When to choose this type of SIP?

If you’re just starting out on your stock market journey, you can opt to invest in a regular SIP. Alternatively, if you’re clear with your investment tenure and your financial goals, opting to invest in such an SIP may just be the perfect choice.

2. Flexible SIP: Also known as flexi SIP, a flexible Systematic Investment Plan is very similar to a regular SIP. However, the only difference between the two is with the investment amount. In a flexi plan, you can adjust or change the amount of contribution that you wish to make towards it at any point in time. By allowing you to change the investment amount, flexi SIPs give you a greater degree of control over your investments than a regular plan. 

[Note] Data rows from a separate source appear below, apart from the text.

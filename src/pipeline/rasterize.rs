//! Rasterisation backend: turn a whole PDF into one image file per page.
//!
//! The converter talks to a [`Rasterizer`] and never to a process directly,
//! so tests can substitute a stub and deployments can swap the backend.
//! [`GhostscriptRasterizer`] is the production implementation; executable
//! discovery happens once, when it is constructed.
//!
//! ## Why one invocation per document?
//!
//! Ghostscript parses the PDF (fonts, xref, shared resources) once per run.
//! Calling it per page would repeat that work N times, and per-page calls
//! would also need the page count up front, which means another parse.

use crate::config::{PageFormat, QualityProfile};
use crate::error::PipelineError;
use async_trait::async_trait;
use once_cell::sync::Lazy;
use regex::Regex;
use std::path::{Path, PathBuf};
use std::process::Stdio;
use tokio::process::Command;
use tracing::debug;

/// File-name stem shared by every page image: `page_001.png`, `page_002.png`, …
pub const PAGE_PREFIX: &str = "page_";

/// What one rasteriser call should do.
#[derive(Debug, Clone, Copy)]
pub struct RasterRequest<'a> {
    pub source: &'a Path,
    pub profile: &'a QualityProfile,
    /// Tier-private directory; empty when the call starts.
    pub output_dir: &'a Path,
}

impl RasterRequest<'_> {
    /// printf-style output pattern, e.g. `page_%03d.png`.
    pub fn file_pattern(&self) -> String {
        format!("{PAGE_PREFIX}%03d.{}", self.profile.format.extension())
    }
}

/// Why a single rasteriser call failed.
#[derive(Debug)]
pub enum RasterError {
    /// The tool could not be started at all.
    Spawn(std::io::Error),
    /// The tool ran and exited unsuccessfully.
    Exited { code: Option<i32>, diagnostic: String },
    /// Reading back the produced files failed.
    Io(std::io::Error),
}

/// Rasterises a document into page images.
#[async_trait]
pub trait Rasterizer: Send + Sync {
    /// Short name for logs, e.g. `"ghostscript"`.
    fn name(&self) -> &str;

    /// Write one file per page into `req.output_dir` and return them.
    ///
    /// Order of the returned paths does not matter; the converter sorts by
    /// embedded page number.
    async fn rasterize(&self, req: RasterRequest<'_>) -> Result<Vec<PathBuf>, RasterError>;
}

/// Ghostscript (`gs` / `gswin64c`) backend.
#[derive(Debug, Clone)]
pub struct GhostscriptRasterizer {
    executable: PathBuf,
}

impl GhostscriptRasterizer {
    /// Use an explicit executable, or discover one via `raster-locate`.
    pub fn new(executable: Option<PathBuf>) -> Result<Self, PipelineError> {
        let executable = match executable {
            Some(p) => p,
            None => raster_locate::locate_rasterizer()
                .map_err(|e| PipelineError::RasterizerUnavailable(e.to_string()))?,
        };
        debug!("Using Ghostscript at {}", executable.display());
        Ok(Self { executable })
    }

    pub fn executable(&self) -> &Path {
        &self.executable
    }

    /// Command-line arguments for one request.
    pub fn args(req: &RasterRequest<'_>) -> Vec<String> {
        let p = req.profile;
        let (text_bits, graphics_bits) = p.anti_alias.alpha_bits();
        let mut args = vec![
            "-dSAFER".to_string(),
            "-dBATCH".to_string(),
            "-dNOPAUSE".to_string(),
            "-dQUIET".to_string(),
        ];

        match p.format {
            PageFormat::Png => args.push("-sDEVICE=png16m".into()),
            PageFormat::Jpeg { quality } => {
                args.push("-sDEVICE=jpeg".into());
                args.push(format!("-dJPEGQ={}", quality.clamp(1, 100)));
            }
        }

        args.push(format!("-r{}", p.dpi));
        args.push(format!("-dTextAlphaBits={text_bits}"));
        args.push(format!("-dGraphicsAlphaBits={graphics_bits}"));
        if p.interpolate {
            args.push("-dInterpolateControl=-1".into());
        }

        let out = req.output_dir.join(req.file_pattern());
        args.push(format!("-sOutputFile={}", out.display()));
        args.push(req.source.display().to_string());
        args
    }
}

#[async_trait]
impl Rasterizer for GhostscriptRasterizer {
    fn name(&self) -> &str {
        "ghostscript"
    }

    async fn rasterize(&self, req: RasterRequest<'_>) -> Result<Vec<PathBuf>, RasterError> {
        let args = Self::args(&req);
        debug!("{} {}", self.executable.display(), args.join(" "));

        // Dropping the future on timeout kills the child.
        let output = Command::new(&self.executable)
            .args(&args)
            .stdin(Stdio::null())
            .stdout(Stdio::piped())
            .stderr(Stdio::piped())
            .kill_on_drop(true)
            .output()
            .await
            .map_err(RasterError::Spawn)?;

        if !output.status.success() {
            // Ghostscript reports most errors on stdout, not stderr.
            let mut diagnostic = String::from_utf8_lossy(&output.stderr).trim().to_string();
            let stdout = String::from_utf8_lossy(&output.stdout);
            if !stdout.trim().is_empty() {
                if !diagnostic.is_empty() {
                    diagnostic.push('\n');
                }
                diagnostic.push_str(stdout.trim());
            }
            return Err(RasterError::Exited {
                code: output.status.code(),
                diagnostic,
            });
        }

        collect_page_files(req.output_dir).map_err(RasterError::Io)
    }
}

static RE_PAGE_FILE: Lazy<Regex> =
    Lazy::new(|| Regex::new(r"^page_(\d+)\.(?i:png|jpe?g)$").unwrap());

/// Embedded page number of a `page_NNN.ext` file, if the name matches.
pub fn page_number(path: &Path) -> Option<u64> {
    let name = path.file_name()?.to_str()?;
    RE_PAGE_FILE.captures(name)?.get(1)?.as_str().parse().ok()
}

/// Every `page_NNN.ext` file directly inside `dir`, sorted numerically.
pub fn collect_page_files(dir: &Path) -> std::io::Result<Vec<PathBuf>> {
    let mut files = Vec::new();
    for entry in std::fs::read_dir(dir)? {
        let entry = entry?;
        let path = entry.path();
        if entry.file_type()?.is_file() && page_number(&path).is_some() {
            files.push(path);
        }
    }
    sort_by_page_number(&mut files);
    Ok(files)
}

/// Numeric, not lexical: `page_2` before `page_10`.
pub fn sort_by_page_number(files: &mut [PathBuf]) {
    files.sort_by_key(|p| (page_number(p).unwrap_or(u64::MAX), p.clone()));
}

#[cfg(test)]
mod tests {
    use super::*;
    use crate::config::QualityProfile;

    #[test]
    fn page_number_parses_padded_and_unpadded() {
        assert_eq!(page_number(Path::new("/x/page_001.png")), Some(1));
        assert_eq!(page_number(Path::new("page_12.jpg")), Some(12));
        assert_eq!(page_number(Path::new("page_0100.JPEG")), Some(100));
        assert_eq!(page_number(Path::new("cover.png")), None);
        assert_eq!(page_number(Path::new("page_001.png.tmp")), None);
    }

    #[test]
    fn sort_is_numeric() {
        let mut files = vec![
            PathBuf::from("page_10.png"),
            PathBuf::from("page_2.png"),
            PathBuf::from("page_1.png"),
        ];
        sort_by_page_number(&mut files);
        assert_eq!(
            files,
            vec![
                PathBuf::from("page_1.png"),
                PathBuf::from("page_2.png"),
                PathBuf::from("page_10.png"),
            ]
        );
    }

    #[test]
    fn collect_ignores_foreign_files() {
        let dir = tempfile::tempdir().unwrap();
        for name in ["page_002.png", "page_001.png", "notes.txt", "page_x.png"] {
            std::fs::write(dir.path().join(name), b"x").unwrap();
        }
        std::fs::create_dir(dir.path().join("page_003.png")).unwrap();

        let files = collect_page_files(dir.path()).unwrap();
        let names: Vec<_> = files
            .iter()
            .map(|p| p.file_name().unwrap().to_str().unwrap().to_string())
            .collect();
        assert_eq!(names, vec!["page_001.png", "page_002.png"]);
    }

    #[test]
    fn ghostscript_args_premium() {
        let ladder = QualityProfile::default_ladder();
        let req = RasterRequest {
            source: Path::new("/srv/uploads/e/edition.pdf"),
            profile: &ladder[0],
            output_dir: Path::new("/srv/uploads/e/pages/.tier-premium"),
        };
        let args = GhostscriptRasterizer::args(&req);
        assert!(args.contains(&"-sDEVICE=png16m".to_string()));
        assert!(args.contains(&"-r300".to_string()));
        assert!(args.contains(&"-dTextAlphaBits=4".to_string()));
        assert!(args.contains(&"-dGraphicsAlphaBits=4".to_string()));
        assert!(args.iter().any(|a| a.ends_with("page_%03d.png")));
        assert_eq!(args.last().unwrap(), "/srv/uploads/e/edition.pdf");
    }

    #[test]
    fn ghostscript_args_standard_is_jpeg() {
        let ladder = QualityProfile::default_ladder();
        let req = RasterRequest {
            source: Path::new("a.pdf"),
            profile: &ladder[2],
            output_dir: Path::new("out"),
        };
        let args = GhostscriptRasterizer::args(&req);
        assert!(args.contains(&"-sDEVICE=jpeg".to_string()));
        assert!(args.contains(&"-dJPEGQ=85".to_string()));
        assert!(args.contains(&"-dTextAlphaBits=1".to_string()));
        assert_eq!(req.file_pattern(), "page_%03d.jpg");
    }

    #[test]
    fn explicit_executable_skips_discovery() {
        let gs = GhostscriptRasterizer::new(Some(PathBuf::from("/opt/gs/bin/gs"))).unwrap();
        assert_eq!(gs.executable(), Path::new("/opt/gs/bin/gs"));
        assert_eq!(gs.name(), "ghostscript");
    }
}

When to choose this type of SIP? 

If you prefer to have a greater control over the SIP by being able to adjust your investment in accordance with the market movement, then investing in a flexible SIP may just be a good idea. For instance, you can increase your contribution when the markets are performing well and decrease it when the markets are falling. Alternatively, if you don’t have a steady source of income or are prone to financial crunches from time to time, then a flexible SIP may just be the perfect option for you. It allows you to lower or increase the amount depending on your current financial situation. 

3. Top-up SIP: Also known as step-up SIP, this type of a Systematic Investment Plan allows you to increase your contributions at certain predetermined intervals.  For instance, with a top-up SIP, you can start by investing Rs. 5,000 each month and put in an instruction to the fund house to increase the amount of contribution by Rs. 1,000 every six months till the end of the tenure. So, in the first six months of the SIP, you will be contributing Rs. 5,000 each month and for the next six months, you will be contributing Rs. 6,000 every month. This goes on till the end of the SIP tenure. 

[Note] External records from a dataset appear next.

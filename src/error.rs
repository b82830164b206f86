//! Error types for the edition-pages library.
//!
//! Three distinct types reflect three distinct failure modes:
//!
//! * [`PipelineError`] is **fatal** for the operation that returned it
//!   (edition missing, source gone, every quality tier failed, database
//!   unreachable). Per-edition callers such as the backlog loop catch it and
//!   move on; only a global failure aborts a whole run.
//!
//! * [`TierFailure`] is **non-fatal**. One quality tier failed and the
//!   converter moved down the ladder. Only the last one surfaces, inside
//!   [`PipelineError::Processing`].
//!
//! * [`IntegrityDefect`] is **reported, never thrown**. It is a drift the auditor
//!   found between the filesystem, the database and the canonical path form.

use serde::{Deserialize, Serialize};
use std::path::PathBuf;
use thiserror::Error;

/// All fatal errors returned by the edition-pages library.
#[derive(Debug, Error)]
pub enum PipelineError {
    // ── Edition errors ────────────────────────────────────────────────────
    /// No edition with this id exists.
    #[error("Edition {edition_id} not found")]
    NotFound { edition_id: i64 },

    /// The edition's source document is not set or not on disk.
    ///
    /// `edition_id` is `None` when the converter is called directly.
    #[error("Source document missing for {}: '{path}'", edition_label(.edition_id))]
    MissingSource {
        edition_id: Option<i64>,
        path: PathBuf,
    },

    /// Every quality tier failed. Prior page records are left untouched.
    #[error("All {tiers} quality tiers failed for '{source_path}'\nLast error: {last_error}")]
    Processing {
        source_path: PathBuf,
        tiers: usize,
        last_error: String,
    },

    /// Another process holds the edition's claim.
    #[error("Edition {edition_id} is being written by another worker ({owner})")]
    Busy { edition_id: i64, owner: String },

    // ── Path errors ───────────────────────────────────────────────────────
    /// A stored path has no `uploads/` segment; it cannot be made canonical.
    #[error("Path '{path}' has no 'uploads/' anchor and cannot be made web-resolvable")]
    UnanchoredPath { path: String },

    // ── Environment errors ────────────────────────────────────────────────
    /// The rasteriser executable could not be found.
    #[error("Rasteriser unavailable: {0}")]
    RasterizerUnavailable(String),

    /// Database failure (connection, query, transaction).
    #[error("Database error: {0}")]
    Database(#[from] sqlx::Error),

    /// Filesystem failure on a specific path.
    #[error("I/O error on '{path}': {source}")]
    Io {
        path: PathBuf,
        #[source]
        source: std::io::Error,
    },

    // ── Config errors ─────────────────────────────────────────────────────
    /// Builder validation failed.
    #[error("Invalid configuration: {0}")]
    InvalidConfig(String),

    // ── Catch-all ─────────────────────────────────────────────────────────
    /// Unexpected internal error.
    #[error("Internal error: {0}")]
    Internal(String),
}

fn edition_label(id: &Option<i64>) -> String {
    match id {
        Some(id) => format!("edition {id}"),
        None => "document".to_string(),
    }
}

impl PipelineError {
    pub(crate) fn io(path: impl Into<PathBuf>, source: std::io::Error) -> Self {
        PipelineError::Io {
            path: path.into(),
            source,
        }
    }

    /// Short machine-readable kind, used in JSON reports.
    pub fn kind(&self) -> &'static str {
        match self {
            PipelineError::NotFound { .. } => "not_found",
            PipelineError::MissingSource { .. } => "missing_source",
            PipelineError::Processing { .. } => "processing",
            PipelineError::Busy { .. } => "busy",
            PipelineError::UnanchoredPath { .. } => "unanchored_path",
            PipelineError::RasterizerUnavailable(_) => "rasterizer_unavailable",
            PipelineError::Database(_) => "database",
            PipelineError::Io { .. } => "io",
            PipelineError::InvalidConfig(_) => "invalid_config",
            PipelineError::Internal(_) => "internal",
        }
    }
}

/// One quality tier that did not produce pages.
#[derive(Debug, Clone, Error, Serialize, Deserialize, PartialEq, Eq)]
pub enum TierFailure {
    /// The rasteriser could not be started.
    #[error("tier '{profile}': failed to start rasteriser: {detail}")]
    Spawn { profile: String, detail: String },

    /// The rasteriser exited unsuccessfully.
    #[error("tier '{profile}': rasteriser exited with {}: {diagnostic}", exit_label(.code))]
    Exited {
        profile: String,
        code: Option<i32>,
        diagnostic: String,
    },

    /// The rasteriser ran past the hard timeout and was killed.
    #[error("tier '{profile}': timed out after {secs}s")]
    Timeout { profile: String, secs: u64 },

    /// The rasteriser reported success but wrote no page files.
    #[error("tier '{profile}': no page images produced")]
    NoOutput { profile: String },

    /// Work-directory I/O failed.
    #[error("tier '{profile}': {detail}")]
    Io { profile: String, detail: String },
}

fn exit_label(code: &Option<i32>) -> String {
    match code {
        Some(c) => format!("status {c}"),
        None => "a signal".to_string(),
    }
}

/// A drift between disk, database and canonical form found by the auditor.
#[derive(Debug, Clone, Serialize, Deserialize, PartialEq, Eq)]
#[serde(tag = "kind", rename_all = "snake_case")]
pub enum IntegrityDefect {
    /// A stored path was not canonical; it has been rewritten.
    NonCanonicalPath {
        edition_id: i64,
        page_number: i64,
        found: String,
        canonical: String,
    },
    /// A stored path has no anchor; left as-is for an operator.
    UnanchoredPath {
        edition_id: i64,
        page_number: i64,
        path: String,
    },
    /// The page's image file does not exist.
    MissingFile {
        edition_id: i64,
        page_number: i64,
        path: String,
    },
    /// Declared page count differed from actual rows; it has been corrected.
    CountMismatch {
        edition_id: i64,
        declared: i64,
        actual: i64,
    },
}

impl IntegrityDefect {
    pub fn edition_id(&self) -> i64 {
        match self {
            IntegrityDefect::NonCanonicalPath { edition_id, .. }
            | IntegrityDefect::UnanchoredPath { edition_id, .. }
            | IntegrityDefect::MissingFile { edition_id, .. }
            | IntegrityDefect::CountMismatch { edition_id, .. } => *edition_id,
        }
    }
}

#[cfg(test)]
mod tests {
    use super::*;

    #[test]
    fn missing_source_display_with_edition() {
        let e = PipelineError::MissingSource {
            edition_id: Some(7),
            path: PathBuf::from("/srv/uploads/e7/edition.pdf"),
        };
        let msg = e.to_string();
        assert!(msg.contains("edition 7"), "got: {msg}");
        assert!(msg.contains("e7/edition.pdf"), "got: {msg}");
    }

    #[test]
    fn missing_source_display_without_edition() {
        let e = PipelineError::MissingSource {
            edition_id: None,
            path: PathBuf::from("a.pdf"),
        };
        assert!(e.to_string().contains("document"));
    }

    #[test]
    fn processing_display_carries_last_error() {
        let e = PipelineError::Processing {
            source_path: PathBuf::from("x.pdf"),
            tiers: 3,
            last_error: "gs: Unrecoverable error".into(),
        };
        let msg = e.to_string();
        assert!(msg.contains("All 3"));
        assert!(msg.contains("Unrecoverable"));
        assert_eq!(e.kind(), "processing");
    }

    #[test]
    fn tier_exit_display_signal() {
        let e = TierFailure::Exited {
            profile: "premium".into(),
            code: None,
            diagnostic: "killed".into(),
        };
        assert!(e.to_string().contains("a signal"));
    }

    #[test]
    fn defect_serializes_with_kind_tag() {
        let d = IntegrityDefect::CountMismatch {
            edition_id: 4,
            declared: 10,
            actual: 7,
        };
        let json = serde_json::to_value(&d).unwrap();
        assert_eq!(json["kind"], "count_mismatch");
        assert_eq!(json["actual"], 7);
        assert_eq!(d.edition_id(), 4);
    }
}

When to choose this type of SIP?  

A top-up SIP is the perfect option for salaried individuals getting regular yearly or half-yearly increments. This allows you to automatically increase the SIP contributions in line with your salary hike without you having to manually intervene in any way. 

Also, step-up Systematic Investment Plans may be a good option for individuals who have just started working as well. You could start with a small investment amount and increase it slowly every single year as and when you receive an increment.

4. Trigger SIP   

A trigger Systematic Investment Plans only invest in a mutual fund online if a designated event occurs. This designated event can be anything from favourable market movements, an index level, or even an NAV level. For instance, you could set up a trigger SIP to start investing only if the NAV level of a mutual fund falls below a particular level.

When to choose this type of SIP?   

Trigger SIPs require exceptional levels of market awareness and knowledge on market dynamics. Therefore, you should opt for this kind of Systematic Investment Plans only when you’ve gained enough knowledge and expertise on the stock market.  

5. Perpetual SIP 

As the name itself signifies, a perpetual SIP has no fixed tenure at all. The investment plan continues as long as the individual keeps contributing at regular intervals. It only ceases when the investor provides a stop instruction to the fund house. Apart from this single point, there’s not much of a difference between perpetual SIP and a regular plan. 

When to choose this type of SIP?

If as an investor, you don’t have any specific goal or tenure in mind, choosing a perpetual SIP may be the right choice. It allows you to stay invested as long as you wish and gives you the power to redeem your investments when you see fit.